# [Problem requirements]
In the entries that follow, which lines hold the string "report"? List them.

# [Exercise data]
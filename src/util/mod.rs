pub mod os_helper;
use thiserror::Error;

/// A queue message that could not be turned into metric fields.
#[derive(Error, Debug)]
pub enum DecodeError {
    #[error("payload is not valid JSON: {0}")]
    Json(#[from] serde_json::Error),

    #[error("payload is not a JSON object")]
    NotAnObject,
}

#[derive(Error, Debug)]
pub enum QueueError {
    /// The producer side is gone and the list has been drained.
    #[error("queue closed")]
    Closed,

    #[error("queue connection error: {0}")]
    Connection(String),

    #[error("redis error: {0}")]
    Redis(#[from] redis::RedisError),
}

#[derive(Error, Debug)]
pub enum PublishError {
    #[error("report transport error: {0}")]
    Transport(String),

    #[error("report serialization failed: {0}")]
    Json(#[from] serde_json::Error),

    #[error("report logger error: {0}")]
    Logger(#[from] spdlog::Error),

    #[error("I/O error: {0}")]
    Io(#[from] std::io::Error),
}

/// Errors that stop the relay. Everything per-message is handled inside the consume loop.
#[derive(Error, Debug)]
pub enum RelayError {
    #[error("queue failure: {0}")]
    Queue(#[from] QueueError),

    #[error("publisher failure: {0}")]
    Publish(#[from] PublishError),

    #[error("publisher event stream ended")]
    PublisherGone,
}

pub type Result<T> = std::result::Result<T, RelayError>;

# [Result of the exercise]
    #[error("report transport error: {0}")]
    #[error("report serialization failed: {0}")]
    #[error("report logger error: {0}")]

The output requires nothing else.